Step 2: Service Account

# Create
gcloud iam service-accounts create dmaf-runner \
  --display-name="DMAF Cloud Run runner"

SA="dmaf-runner@dmaf-production.iam.gserviceaccount.com"

# Required roles
gcloud projects add-iam-policy-binding dmaf-production \
  --member="serviceAccount:$SA" --role="roles/datastore.user"          # Firestore

gcloud projects add-iam-policy-binding dmaf-production \
  --member="serviceAccount:$SA" --role="roles/secretmanager.secretAccessor"  # Secret Manager

gcloud projects add-iam-policy-binding dmaf-production \
  --member="serviceAccount:$SA" --role="roles/storage.objectAdmin"     # GCS read/write

# Allow the SA to invoke itself (needed for Cloud Scheduler β†’ Cloud Run)
gcloud run jobs add-iam-policy-binding dmaf-scan \
  --region=us-central1 \
  --member="serviceAccount:$SA" \
  --role="roles/run.invoker"
# Note: run this AFTER the Cloud Run job is created (Step 6)

Step 3: GCS Buckets

PROJECT=dmaf-production
REGION=us-central1

# Staging bucket: WhatsApp media waiting to be scanned
gsutil mb -p $PROJECT -l $REGION gs://${PROJECT}-whatsapp-media/

# Known people bucket: reference photos for face recognition
gsutil mb -p $PROJECT -l $REGION gs://${PROJECT}-known-people/

# Grant service account access to both buckets
gsutil iam ch serviceAccount:dmaf-runner@${PROJECT}.iam.gserviceaccount.com:objectAdmin \
  gs://${PROJECT}-whatsapp-media/

gsutil iam ch serviceAccount:dmaf-runner@${PROJECT}.iam.gserviceaccount.com:objectViewer \
  gs://${PROJECT}-known-people/

Upload your reference photos

One sub-directory per person, named exactly as you want them matched:

data/known_people/
β”œβ”€β”€ alice/
β”‚   β”œβ”€β”€ alice_001.jpg
β”‚   └── alice_002.jpg
└── bob/
    └── bob_001.jpg
gsutil -m rsync -r -x ".*Zone\.Identifier$" \
  data/known_people/ gs://${PROJECT}-known-people/

Step 4: Google Photos OAuth Token

This is the most involved step. DMAF needs offline access to upload to your Google Photos.

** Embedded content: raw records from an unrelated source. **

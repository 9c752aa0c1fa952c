//! JSON API handlers
//!
//! These run on un-rewritten `/api/*` paths; the middleware attaches the
//! tenant header and the handlers read it themselves.

use axum::{
    Json,
    extract::State,
    http::{HeaderMap, StatusCode},
    response::{IntoResponse, Response},
};
use serde::Serialize;

use petpals_ingress::tenant_from_headers;

use crate::{SiteState, fetch};

/// Public summary of the current tenant's site
#[derive(Debug, Serialize)]
pub struct SiteSummary {
    pub site_name: String,
    pub template: String,
    pub color_scheme: String,
}

/// `GET /api/site/current` — the resolved tenant's public site summary
pub async fn current_site(State(state): State<SiteState>, headers: HeaderMap) -> Response {
    let Some(tenant) = tenant_from_headers(&headers) else {
        return not_found_json();
    };

    match fetch::find_published_site(&*state.site_store, &tenant).await {
        Ok(Some(site)) => Json(SiteSummary {
            site_name: site.site_name,
            template: site.template.as_tag().to_string(),
            color_scheme: site.color_scheme,
        })
        .into_response(),
        Ok(None) => not_found_json(),
        Err(err) => {
            tracing::error!(tenant = %tenant, error = %err, "site lookup failed");
            not_found_json()
        }
    }
}

fn not_found_json() -> Response {
    (
        StatusCode::NOT_FOUND,
        Json(serde_json::json!({"error": "site not found"})),
    )
        .into_response()
}
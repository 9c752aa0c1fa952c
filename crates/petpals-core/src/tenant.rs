//! Tenant references produced by hostname resolution
//!
//! A `ResolvedTenant` is the output of the host resolver: either the request
//! is for the primary application, or it targets one tenant's public kennel
//! site, identified by subdomain slug or by a bound custom domain.

use serde::{Deserialize, Serialize};
use std::fmt;

/// The tenant a request resolved to, derived from the Host header.
///
/// `Subdomain` carries the slug stripped from `<slug>.<root domain>` and is
/// looked up by site name. `CustomDomain` carries the full hostname and is
/// looked up by bound domain value. `MainApp` means the request is for the
/// primary application, not a tenant site.
#[derive(Debug, Clone, PartialEq, Eq, Hash, Serialize, Deserialize)]
pub enum ResolvedTenant {
    /// Request targets the primary application (no tenant)
    MainApp,
    /// Request targets a tenant site by subdomain slug
    Subdomain(String),
    /// Request targets a tenant site by bound custom domain
    CustomDomain(String),
}

impl ResolvedTenant {
    /// Whether this resolution points at a tenant site
    pub fn is_tenant(&self) -> bool {
        !matches!(self, ResolvedTenant::MainApp)
    }

    /// The slug or domain value, if a tenant resolved
    pub fn value(&self) -> Option<&str> {
        match self {
            ResolvedTenant::MainApp => None,
            ResolvedTenant::Subdomain(slug) => Some(slug),
            ResolvedTenant::CustomDomain(domain) => Some(domain),
        }
    }
}

impl fmt::Display for ResolvedTenant {
    fn fmt(&self, f: &mut fmt::Formatter<'_>) -> fmt::Result {
        match self {
            ResolvedTenant::MainApp => write!(f, "main-app"),
            ResolvedTenant::Subdomain(slug) => write!(f, "subdomain:{}", slug),
            ResolvedTenant::CustomDomain(domain) => write!(f, "domain:{}", domain),
        }
    }
}
pub const HOME_EN: HomeStrings = HomeStrings {
    hero_title: "Welcome to AI Glasses Agent",
    hero_subtitle: "Intelligent applications that transform your world. Explore the future of AI-powered visual assistance.",
    get_started: "Get Started",
    learn_more: "Learn More",
    applications_title: "AI Glasses Applications",
    applications_subtitle: "Explore our suite of AI-powered smart glasses applications",
    try_now: "Try Now",
    applications: [
        ApplicationStrings {
            route: Route::Translate,
            title: "Educational Translation",
            description: "Point at objects to get instant translations in your preferred language",
            details: "Utilize advanced AI to recognize and translate text in real-time. Support for multiple languages makes learning and communication effortless. Perfect for travel, education, and business.",
        },
        ApplicationStrings {
            route: Route::Health,
            title: "Health Tracking",
            description: "Track your meals and calories with smart food recognition",
            details: "Smart food recognition with automatic calorie calculation. Track eating habits and generate personalized health reports. Supports various food types and nutrition databases.",
        },
        ApplicationStrings {
            route: Route::Navigation,
            title: "Navigation Assistant",
            description: "Real-time navigation assistance for the visually impaired",
            details: "Provide real-time environment description and navigation guidance for the visually impaired. Smart obstacle detection with clear voice prompts. Ensure safe and independent mobility.",
        },
        ApplicationStrings {
            route: Route::About,
            title: "About Project",
            description: "Learn more about the AI Glasses Agent project",
            details: "Learn about our technological innovations and mission. Explore how AI glasses transform lives and join our open-source community.",
        },
    ],
    how_it_works_title: "How It Works",
    how_it_works_subtitle: "Discover how AI Glasses transform your daily experiences",
    steps: [
        StepStrings {
            title: "Wear Smart Glasses",
            description: "Simply put on the smart glasses and launch the app to begin your enhanced experience",
        },
        StepStrings {
            title: "Real-time AI Processing",
            description: "AI processes visual information in real-time, providing instant feedback and smart suggestions",
        },
        StepStrings {
            title: "Enjoy Smart Living",
            description: "Get real-time translations, health tracking, and navigation assistance to enhance your lifestyle",
        },
    ],
};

4a. Create OAuth credentials

  1. Go to Google Cloud Console β†’ APIs & Services β†’ Credentials
  2. Enable Photos Library API for your project
  3. Create OAuth 2.0 Client ID β†’ Application type: Desktop app β†’ name: DMAF
  4. Download the JSON β†’ save as client_secret.json in the repo root

4b. Authorize and get the token

# Install dmaf locally first
pip install -e ".[insightface]"

# Run the auth flow β€” opens browser
python -c "
from dmaf.google_photos.auth import get_creds
creds = get_creds()
print('Token saved to token.json')
"

This creates token.json in the current directory.

4c. Upload token to Secret Manager

# Create the secret (first time)
gcloud secrets create dmaf-photos-token --project=dmaf-production

# Upload the token
gcloud secrets versions add dmaf-photos-token \
  --data-file=token.json \
  --project=dmaf-production

# The DMAF config references this secret β€” see Step 5

Token expiry: Google refresh tokens don't expire unless you revoke them or go 6 months without use. If the pipeline stops uploading, re-run step 4b and push a new secret version.

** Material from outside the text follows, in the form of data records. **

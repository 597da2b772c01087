//! Image capture: turn a user-selected file into a transmittable data URI.

use crate::error::{AppError, AppResult};
use base64::engine::general_purpose::STANDARD;
use base64::Engine;
use std::fmt;
use std::path::{Path, PathBuf};
use std::sync::Arc;
use tracing::{debug, warn};

/// Files handed over by a file picker or camera capture.
///
/// An empty selection means the picker was cancelled.
#[derive(Debug, Clone, Default)]
pub struct FileSelection {
    pub files: Vec<PathBuf>,
}

impl FileSelection {
    pub fn new(files: Vec<PathBuf>) -> Self {
        Self { files }
    }

    pub fn single(path: impl Into<PathBuf>) -> Self {
        Self {
            files: vec![path.into()],
        }
    }

    pub fn cancelled() -> Self {
        Self::default()
    }

    pub fn first(&self) -> Option<&Path> {
        self.files.first().map(PathBuf::as_path)
    }
}

/// An encoded image (`data:<mime>;base64,<payload>`).
///
/// Cheap to clone: the encoded text is shared.
#[derive(Clone, PartialEq, Eq)]
pub struct CapturedImage {
    data_uri: Arc<str>,
}

impl CapturedImage {
    pub fn from_bytes(bytes: &[u8], mime: &str) -> Self {
        let data_uri = format!("data:{};base64,{}", mime, STANDARD.encode(bytes));
        Self {
            data_uri: data_uri.into(),
        }
    }

    /// Wrap an existing data URI. Returns `None` unless it is a base64 data URI.
    pub fn from_data_uri(data_uri: &str) -> Option<Self> {
        if data_uri.starts_with("data:") && data_uri.contains(";base64,") {
            Some(Self {
                data_uri: data_uri.into(),
            })
        } else {
            None
        }
    }

    pub fn data_uri(&self) -> &str {
        &self.data_uri
    }

    pub fn mime_type(&self) -> &str {
        self.data_uri
            .strip_prefix("data:")
            .and_then(|rest| rest.split(';').next())
            .unwrap_or_default()
    }

    /// Size of the encoded payload in bytes.
    pub fn encoded_len(&self) -> usize {
        self.data_uri.len()
    }
}

// Images can be megabytes of base64; keep them out of debug output.
impl fmt::Debug for CapturedImage {
    fn fmt(&self, f: &mut fmt::Formatter<'_>) -> fmt::Result {
        f.debug_struct("CapturedImage")
            .field("mime_type", &self.mime_type())
            .field("encoded_len", &self.encoded_len())
            .finish()
    }
}

/// Read the first selected file and encode it.
///
/// Returns `Ok(None)` when nothing was selected. Read failures surface as
/// `AppError::ImageRead`.
pub async fn capture_image(selection: &FileSelection) -> AppResult<Option<CapturedImage>> {
    let Some(path) = selection.first() else {
        debug!("Image selection cancelled, nothing to capture");
        return Ok(None);
    };

    let bytes = tokio::fs::read(path).await.map_err(|e| {
        warn!("Failed to read image {}: {}", path.display(), e);
        AppError::ImageRead(e)
    })?;

    let mime = detect_mime(&bytes, path);
    debug!(
        "Captured {} ({}, {} bytes)",
        path.display(),
        mime,
        bytes.len()
    );
    Ok(Some(CapturedImage::from_bytes(&bytes, mime)))
}

/// Sniff the MIME type from magic bytes, then from the file extension.
fn detect_mime(bytes: &[u8], path: &Path) -> &'static str {
    if bytes.starts_with(&[0x89, b'P', b'N', b'G', 0x0D, 0x0A, 0x1A, 0x0A]) {
        return "image/png";
    }
    if bytes.starts_with(&[0xFF, 0xD8, 0xFF]) {
        return "image/jpeg";
    }
    if bytes.starts_with(b"GIF87a") || bytes.starts_with(b"GIF89a") {
        return "image/gif";
    }
    if bytes.len() >= 12 && &bytes[0..4] == b"RIFF" && &bytes[8..12] == b"WEBP" {
        return "image/webp";
    }
    if bytes.starts_with(b"BM") {
        return "image/bmp";
    }

    let extension = path
        .extension()
        .and_then(|ext| ext.to_str())
        .map(|ext| ext.to_ascii_lowercase());

    match extension.as_deref() {
        Some("png") => "image/png",
        Some("jpg") | Some("jpeg") => "image/jpeg",
        Some("gif") => "image/gif",
        Some("webp") => "image/webp",
        Some("bmp") => "image/bmp",
        Some("svg") => "image/svg+xml",
        Some("heic") => "image/heic",
        _ => "application/octet-stream",
    }
}

#[cfg(test)]
mod tests {
    use super::*;
    use tempfile::TempDir;

    const PNG_HEADER: [u8; 8] = [0x89, b'P', b'N', b'G', 0x0D, 0x0A, 0x1A, 0x0A];

    fn write_file(dir: &TempDir, name: &str, bytes: &[u8]) -> PathBuf {
        let path = dir.path().join(name);
        std::fs::write(&path, bytes).expect("Failed to write fixture");
        path
    }

    // ==================== capture_image Tests ====================

    #[tokio::test]
    async fn test_capture_valid_file_produces_one_image() {
        let dir = TempDir::new().unwrap();
        let path = write_file(&dir, "photo.png", &PNG_HEADER);

        let image = capture_image(&FileSelection::single(path))
            .await
            .expect("capture should succeed")
            .expect("an image should be produced");

        assert_eq!(image.mime_type(), "image/png");
        assert_eq!(image.data_uri(), "data:image/png;base64,iVBORw0KGgo=");
    }

    #[tokio::test]
    async fn test_capture_cancelled_selection_is_silent() {
        let result = capture_image(&FileSelection::cancelled()).await;
        assert!(matches!(result, Ok(None)));
    }

    #[tokio::test]
    async fn test_capture_reads_only_first_file() {
        let dir = TempDir::new().unwrap();
        let first = write_file(&dir, "a.gif", b"GIF89a....");
        let second = write_file(&dir, "b.png", &PNG_HEADER);

        let image = capture_image(&FileSelection::new(vec![first, second]))
            .await
            .unwrap()
            .unwrap();
        assert_eq!(image.mime_type(), "image/gif");
    }

    #[tokio::test]
    async fn test_capture_missing_file_is_read_error() {
        let dir = TempDir::new().unwrap();
        let path = dir.path().join("does-not-exist.jpg");

        let result = capture_image(&FileSelection::single(path)).await;
        assert!(matches!(result, Err(AppError::ImageRead(_))));
    }

    // ==================== MIME Detection Tests ====================

    #[test]
    fn test_detect_mime_prefers_magic_bytes() {
        let mime = detect_mime(&[0xFF, 0xD8, 0xFF, 0xE0], Path::new("mislabelled.png"));
        assert_eq!(mime, "image/jpeg");
    }

    #[test]
    fn test_detect_mime_webp() {
        let bytes = b"RIFF\x00\x00\x00\x00WEBPVP8 ";
        assert_eq!(detect_mime(bytes, Path::new("x")), "image/webp");
    }

    #[test]
    fn test_detect_mime_falls_back_to_extension() {
        assert_eq!(detect_mime(b"", Path::new("photo.JPG")), "image/jpeg");
        assert_eq!(detect_mime(b"<svg/>", Path::new("icon.svg")), "image/svg+xml");
    }

    #[test]
    fn test_detect_mime_unknown() {
        assert_eq!(
            detect_mime(b"hello", Path::new("notes.txt")),
            "application/octet-stream"
        );
    }

    // ==================== CapturedImage Tests ====================

    #[test]
    fn test_from_data_uri_validates_shape() {
        assert!(CapturedImage::from_data_uri("data:image/png;base64,AAAA").is_some());
        assert!(CapturedImage::from_data_uri("https://example.com/a.png").is_none());
        assert!(CapturedImage::from_data_uri("data:text/plain,hello").is_none());
    }

    #[test]
    fn test_debug_hides_payload() {
        let image = CapturedImage::from_bytes(&[1, 2, 3, 4, 5, 6], "image/png");
        let debug = format!("{:?}", image);
        assert!(debug.contains("image/png"));
        assert!(!debug.contains("AQIDBAUG"));
    }

    #[test]
    fn test_clones_share_payload() {
        let image = CapturedImage::from_bytes(&PNG_HEADER, "image/png");
        let clone = image.clone();
        assert_eq!(image, clone);
        assert!(std::ptr::eq(image.data_uri(), clone.data_uri()));
    }
}
//! Language registry: single source of truth for all supported languages.
//!
//! The set is closed. Anything not listed here is rejected by
//! `Language::from_code`.

use std::sync::OnceLock;

/// Metadata for a supported language.
#[derive(Debug, Clone)]
pub struct LanguageConfig {
    /// ISO 639-1 language code (e.g., "en", "zh")
    pub code: &'static str,

    /// English name of the language, as listed in the translation target picker
    pub name: &'static str,

    /// Native label shown in the header language selector
    pub native_name: &'static str,

    /// Whether this is the default UI language and the fallback for missing content
    pub is_default: bool,
}

/// Registry of all supported languages.
///
/// Initialized once on first access and immutable thereafter.
pub struct LanguageRegistry {
    languages: Vec<LanguageConfig>,
}

static REGISTRY: OnceLock<LanguageRegistry> = OnceLock::new();

impl LanguageRegistry {
    /// Get the registry instance.
    pub fn get() -> &'static LanguageRegistry {
        REGISTRY.get_or_init(|| LanguageRegistry {
            languages: default_languages(),
        })
    }

    /// Get a language configuration by its code.
    ///
    /// # Returns
    /// * `Some(&LanguageConfig)` if the language exists
    /// * `None` if the code is not part of the supported set
    pub fn get_by_code(&self, code: &str) -> Option<&LanguageConfig> {
        self.languages.iter().find(|lang| lang.code == code)
    }

    /// All languages, in selector order.
    pub fn list_all(&self) -> Vec<&LanguageConfig> {
        self.languages.iter().collect()
    }

    /// The default language configuration.
    ///
    /// # Panics
    /// Panics if the table does not define exactly one default language. The
    /// table is static, so this is caught by the tests below.
    pub fn default_language(&self) -> &LanguageConfig {
        let defaults: Vec<_> = self.languages.iter().filter(|lang| lang.is_default).collect();

        match defaults.len() {
            0 => panic!("No default language found in registry"),
            1 => defaults[0],
            _ => panic!("Multiple default languages found in registry"),
        }
    }

    pub fn is_supported(&self, code: &str) -> bool {
        self.get_by_code(code).is_some()
    }
}

fn default_languages() -> Vec<LanguageConfig> {
    vec![
        LanguageConfig {
            code: "en",
            name: "English",
            native_name: "English",
            is_default: true,
        },
        LanguageConfig {
            code: "zh",
            name: "Chinese",
            native_name: "中文",
            is_default: false,
        },
        LanguageConfig {
            code: "es",
            name: "Spanish",
            native_name: "Español",
            is_default: false,
        },
        LanguageConfig {
            code: "fr",
            name: "French",
            native_name: "Français",
            is_default: false,
        },
        LanguageConfig {
            code: "de",
            name: "German",
            native_name: "Deutsch",
            is_default: false,
        },
        LanguageConfig {
            code: "ja",
            name: "Japanese",
            native_name: "日本語",
            is_default: false,
        },
        LanguageConfig {
            code: "ko",
            name: "Korean",
            native_name: "한국어",
            is_default: false,
        },
    ]
}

Step 5: DMAF Config in Secret Manager

Create your config.yaml using the annotated template:

# ── Watch source ───────────────────────────────────────────────────────────
watch_dirs:
  - "gs://dmaf-production-whatsapp-media/"   # Your staging bucket

# ── Known people ───────────────────────────────────────────────────────────
known_people_gcs_uri: "gs://dmaf-production-known-people"
  # DMAF downloads these at container startup. One subdir per person.

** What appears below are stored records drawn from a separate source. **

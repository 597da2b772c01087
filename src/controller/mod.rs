//! Page controllers for the three feature pages.
//!
//! Each controller owns one `Session` (state + in-flight request), reads the
//! active language from an injected `LanguageStore` every time it renders,
//! and turns every failure into a localized error line.

mod calorie;
mod navigation;
mod session;
pub mod state;
mod translation;

pub use calorie::{CalorieController, CalorieView, MealView, TrendPoint};
pub use navigation::{render_alert, AlertView, NavigationController, NavigationView};
pub use state::{Phase, PageEvent, PageSnapshot, ResultPolicy, StateError};
pub use translation::{LanguageOption, TranslationController, TranslationView};

use crate::error::{AppResult, ErrorKind};
use crate::i18n::{ContentResolver, ErrorStrings, Language};
use crate::media::{self, CapturedImage, FileSelection};
use session::Session;

/// Read a selection into the session.
///
/// A cancelled picker changes nothing. A read failure is recorded on the page
/// and returned.
async fn read_selection<R: Clone>(
    session: &Session<R>,
    selection: &FileSelection,
) -> AppResult<Option<CapturedImage>> {
    match media::capture_image(selection).await {
        Ok(Some(image)) => {
            session.capture(image.clone());
            Ok(Some(image))
        }
        Ok(None) => Ok(None),
        Err(e) => {
            session.reject(e.kind());
            Err(e)
        }
    }
}

/// "Error: <message>" in the given language.
fn error_line(error: Option<&ErrorKind>, language: Language, page_failure: &str) -> Option<String> {
    let error = error?;
    let strings = ContentResolver::resolve::<ErrorStrings>(language);
    Some(format!(
        "{}{}",
        strings.prefix,
        error.localized(&strings, page_failure)
    ))
}
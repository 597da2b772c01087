//! Resolution of (page, language) to a localized bundle.
//!
//! There is one fallback rule for every page: when a page has no bundle
//! authored for the requested language, the default language's bundle is
//! served and the result is marked as a fallback.

use crate::i18n::Language;
use std::fmt;
use std::ops::Deref;
use tracing::debug;

/// Identifier of a localized resource table.
#[derive(Debug, Clone, Copy, PartialEq, Eq, Hash)]
pub enum PageId {
    Header,
    Home,
    Translate,
    Health,
    Navigation,
    About,
    Errors,
    AlertVocabulary,
}

impl PageId {
    pub fn as_str(&self) -> &'static str {
        match self {
            PageId::Header => "header",
            PageId::Home => "home",
            PageId::Translate => "translate",
            PageId::Health => "health",
            PageId::Navigation => "navigation",
            PageId::About => "about",
            PageId::Errors => "errors",
            PageId::AlertVocabulary => "alert_vocabulary",
        }
    }
}

impl fmt::Display for PageId {
    fn fmt(&self, f: &mut fmt::Formatter<'_>) -> fmt::Result {
        f.write_str(self.as_str())
    }
}

/// A table of localized strings for one page.
pub trait PageBundle: Sized + 'static {
    const PAGE: PageId;

    /// The bundle written for `language`, if there is one.
    fn authored(language: Language) -> Option<&'static Self>;

    /// The bundle written for the default language.
    fn default_bundle() -> &'static Self;

    /// Every required display string, labelled by field name.
    fn fields(&self) -> Vec<(&'static str, &'static str)>;
}

/// A resolved bundle together with the language it was actually served in.
#[derive(Debug)]
pub struct Localized<B: 'static> {
    pub bundle: &'static B,
    pub requested: Language,
    pub served: Language,
}

impl<B> Localized<B> {
    pub fn fell_back(&self) -> bool {
        self.requested != self.served
    }
}

impl<B> Clone for Localized<B> {
    fn clone(&self) -> Self {
        *self
    }
}

impl<B> Copy for Localized<B> {}

impl<B> Deref for Localized<B> {
    type Target = B;

    fn deref(&self) -> &B {
        self.bundle
    }
}

pub struct ContentResolver;

impl ContentResolver {
    /// Resolve a page's bundle for `language`. Never fails.
    pub fn resolve<B: PageBundle>(language: Language) -> Localized<B> {
        match B::authored(language) {
            Some(bundle) => Localized {
                bundle,
                requested: language,
                served: language,
            },
            None => {
                let served = Language::default_language();
                debug!(
                    "No {} content authored for {}, serving {}",
                    B::PAGE,
                    language,
                    served
                );
                Localized {
                    bundle: B::default_bundle(),
                    requested: language,
                    served,
                }
            }
        }
    }

    /// Languages that have a bundle authored for this page.
    pub fn authored_languages<B: PageBundle>() -> Vec<Language> {
        Language::all()
            .into_iter()
            .filter(|language| B::authored(*language).is_some())
            .collect()
    }
}
use crate::i18n::Language;
use anyhow::{Context, Result};

#[derive(Debug, Clone)]
pub struct Config {
    // Backend
    pub api_url: String,

    /// Identity used in the per-user food and navigation endpoints.
    /// Assigned by the backend deployment; the client does not authenticate.
    pub user_id: String,

    // UI
    pub default_language: Language,
}

impl Config {
    pub fn from_env() -> Result<Self> {
        let api_url = std::env::var("AI_GLASSES_API_URL").context("AI_GLASSES_API_URL not set")?;

        let default_language = match std::env::var("AI_GLASSES_LANGUAGE") {
            Ok(code) => Language::from_code(code.trim())
                .with_context(|| format!("AI_GLASSES_LANGUAGE is invalid: '{}'", code))?,
            Err(_) => Language::default_language(),
        };

        Ok(Self {
            api_url: api_url.trim_end_matches('/').to_string(),
            user_id: std::env::var("AI_GLASSES_USER_ID").unwrap_or_else(|_| "user123".to_string()),
            default_language,
        })
    }
}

# ── Face recognition ───────────────────────────────────────────────────────
recognition:
  backend: insightface          # insightface | face_recognition | auraface
  tolerance: 0.5                # Match threshold (0-1). Lower = stricter.
  min_face_size_pixels: 20
  det_thresh: 0.5               # Detection confidence threshold
  det_thresh_known: 0.3         # Lower threshold for known-people training pass
  return_best_only: true

# ── Google Photos ───────────────────────────────────────────────────────────
google_photos_token_secret: "dmaf-photos-token"  # Secret Manager secret name
google_photos_album_name: "Family Faces"         # Recommended: keeps DMAF uploads separate
                                                 # from native camera-roll backup in Google Photos.
                                                 # Without this, the same photo may appear twice:
                                                 # once from iOS backup (original) and once from
                                                 # DMAF (WA-compressed). Set null to upload to root.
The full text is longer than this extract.